Jennifer Buz, Benjamin P. Weiss, Sonia M. Tikoo, David L. Shuster, Jérôme Gattacceca and Timothy L. Grove

Journal of Geophysical Research: Planets


“Recent paleomagnetic studies of Apollo samples have established that a core dynamo existed on the Moon from at least 4.2 to 3.56 billion years ago (Ga). Because there is no lunar dynamo today, a longstanding mystery has been the origin of magnetization in very young lunar samples [<~200 million years old (Ma)]. Possible sources of this magnetization include transient fields generated by meteoroid impacts, remanent fields from nearby rocks magnetized during an earlier dynamo epoch, a weak late dynamo, and spontaneous remanence formed in a near-zero field.
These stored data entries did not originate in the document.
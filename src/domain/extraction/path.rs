//! Candidate paths into a loosely-shaped JSON response.
//!
//! A path is a list of steps applied from the root of the response. Each step
//! either looks up a key in an object or indexes into an array. Traversal fails
//! closed: a step applied to the wrong shape yields `None` instead of an error.
//!
//! Paths have a compact textual notation used in configuration:
//!
//! ```text
//! outputs[0].outputs.message.text
//! ```
//!
//! The root itself is written as `$`.

use serde_json::Value;
use std::fmt;
use std::str::FromStr;
use thiserror::Error;

/// Notation for the path with no steps.
pub const ROOT_NOTATION: &str = "$";

/// A single field-access step.
#[derive(Debug, Clone, PartialEq, Eq, Hash)]
pub enum PathStep {
    /// Look up a key in a mapping.
    Key(String),
    /// Index into an ordered sequence by position.
    Index(usize),
}

impl PathStep {
    /// Applies this step to `value`.
    ///
    /// Returns `None` when the value is not the expected container, the key is
    /// missing, or the index is out of range.
    pub fn apply<'a>(&self, value: &'a Value) -> Option<&'a Value> {
        match (self, value) {
            (PathStep::Key(key), Value::Object(map)) => map.get(key),
            (PathStep::Index(index), Value::Array(items)) => items.get(*index),
            _ => None,
        }
    }
}

/// An ordered sequence of steps describing one guess at where the answer lives.
#[derive(Debug, Clone, Default, PartialEq, Eq, Hash)]
pub struct CandidatePath {
    steps: Vec<PathStep>,
}

impl CandidatePath {
    /// Creates a path from explicit steps.
    pub fn new(steps: Vec<PathStep>) -> Self {
        Self { steps }
    }

    /// Starts an empty path (resolves to the root itself).
    pub fn root() -> Self {
        Self::default()
    }

    /// Appends a key lookup step.
    pub fn key(mut self, key: impl Into<String>) -> Self {
        self.steps.push(PathStep::Key(key.into()));
        self
    }

    /// Appends an index step.
    pub fn index(mut self, index: usize) -> Self {
        self.steps.push(PathStep::Index(index));
        self
    }

    /// Returns the steps of this path.
    pub fn steps(&self) -> &[PathStep] {
        &self.steps
    }

    /// Walks `root` along this path.
    pub fn resolve<'a>(&self, root: &'a Value) -> Option<&'a Value> {
        self.steps
            .iter()
            .try_fold(root, |current, step| step.apply(current))
    }

    /// Walks `root` along this path and accepts only a non-blank string.
    ///
    /// The returned slice has surrounding whitespace trimmed.
    pub fn resolve_text<'a>(&self, root: &'a Value) -> Option<&'a str> {
        let text = self.resolve(root)?.as_str()?.trim();
        (!text.is_empty()).then_some(text)
    }
}

impl fmt::Display for CandidatePath {
    fn fmt(&self, f: &mut fmt::Formatter<'_>) -> fmt::Result {
        if self.steps.is_empty() {
            return f.write_str(ROOT_NOTATION);
        }
        for (i, step) in self.steps.iter().enumerate() {
            match step {
                PathStep::Key(key) if i == 0 => write!(f, "{}", key)?,
                PathStep::Key(key) => write!(f, ".{}", key)?,
                PathStep::Index(index) => write!(f, "[{}]", index)?,
            }
        }
        Ok(())
    }
}

/// Errors produced while parsing path notation.
#[derive(Debug, Clone, PartialEq, Eq, Error)]
pub enum PathParseError {
    #[error("candidate path is empty")]
    Empty,

    #[error("empty segment {segment} in '{notation}'")]
    EmptySegment { notation: String, segment: usize },

    #[error("unterminated index in segment {segment} of '{notation}'")]
    UnterminatedIndex { notation: String, segment: usize },

    #[error("invalid index '{index}' in '{notation}'")]
    InvalidIndex { notation: String, index: String },

    #[error("unexpected characters after index in segment {segment} of '{notation}'")]
    TrailingCharacters { notation: String, segment: usize },
}

impl FromStr for CandidatePath {
    type Err = PathParseError;

    fn from_str(s: &str) -> Result<Self, Self::Err> {
        let notation = s.trim();
        if notation.is_empty() {
            return Err(PathParseError::Empty);
        }
        if notation == ROOT_NOTATION {
            return Ok(Self::root());
        }

        let mut steps = Vec::new();
        for (segment, text) in notation.split('.').enumerate() {
            parse_segment(notation, segment, text, &mut steps)?;
        }

        Ok(Self { steps })
    }
}

/// Parses `key[0][1]`, `key` or `[0]` into steps.
fn parse_segment(
    notation: &str,
    segment: usize,
    text: &str,
    steps: &mut Vec<PathStep>,
) -> Result<(), PathParseError> {
    let (key, mut rest) = match text.find('[') {
        Some(open) => text.split_at(open),
        None => (text, ""),
    };

    if key.contains(']') {
        return Err(PathParseError::TrailingCharacters {
            notation: notation.to_string(),
            segment,
        });
    }

    if !key.is_empty() {
        steps.push(PathStep::Key(key.to_string()));
    } else if rest.is_empty() {
        return Err(PathParseError::EmptySegment {
            notation: notation.to_string(),
            segment,
        });
    }

    while !rest.is_empty() {
        let body = rest
            .strip_prefix('[')
            .ok_or_else(|| PathParseError::TrailingCharacters {
                notation: notation.to_string(),
                segment,
            })?;
        let close = body
            .find(']')
            .ok_or_else(|| PathParseError::UnterminatedIndex {
                notation: notation.to_string(),
                segment,
            })?;

        let digits = &body[..close];
        if digits.is_empty() || !digits.bytes().all(|b| b.is_ascii_digit()) {
            return Err(PathParseError::InvalidIndex {
                notation: notation.to_string(),
                index: digits.to_string(),
            });
        }
        let index = digits
            .parse::<usize>()
            .map_err(|_| PathParseError::InvalidIndex {
                notation: notation.to_string(),
                index: digits.to_string(),
            })?;

        steps.push(PathStep::Index(index));
        rest = &body[close + 1..];
    }

    Ok(())
}
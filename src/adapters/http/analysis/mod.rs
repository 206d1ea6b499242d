//! HTTP adapter for analysis endpoints.

mod dto;
mod handlers;
mod routes;

pub use dto::{
    AnalysisResponse, AnalysisStatus, AnalyzeTextRequest, ErrorResponse, HealthResponse,
    TranscriptEntryResponse, TranscriptResponse, NOT_FOUND_MESSAGE,
};
pub use handlers::{AnalysisAppState, SessionHeader, SESSION_HEADER, UPLOAD_FIELD};
pub use routes::analysis_router;
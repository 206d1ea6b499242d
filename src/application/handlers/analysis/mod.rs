//! Analysis handlers - analyze input and manage the session transcript.

mod analyze_text;
mod transcript;

pub use analyze_text::{AnalysisOutcome, AnalyzeCommand, AnalyzeError, AnalyzeTextHandler};
pub use transcript::{
    ClearTranscriptCommand, ClearTranscriptHandler, GetTranscriptHandler, GetTranscriptQuery,
};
To further understand the source of the magnetization in young lunar samples, we conducted paleomagnetic, petrographic, and 40Ar/39Ar geochronometry analyses on a young impact melt glass rind from the exterior of ~3.35 Ga mare basalt 12017. Cosmic ray track densities and our 40Ar/39Ar and cosmogenic 38Ar analyses constrain the glass formation age to be <7 Ma and most likely <20 thousand years (ky), making it likely the youngest extraterrestrial sample yet studied with paleomagnetic methods. Despite its relatively high fidelity magnetic recording properties compared to most lunar rocks, we find that the glass carries no stable primary natural remanent magnetization (NRM) and that it formed in a field <~7 μT (with a 2-σ upper limit of <11 μT). Given the poor magnetic recording properties of the majority of lunar samples, this provides further evidence that nearly all previous paleointensity estimates for ≤1.5 Ga rocks are upper limits on the true paleofield and therefore require neither a protracted strong (> 10 μT) core dynamo field nor impact-generated fields.”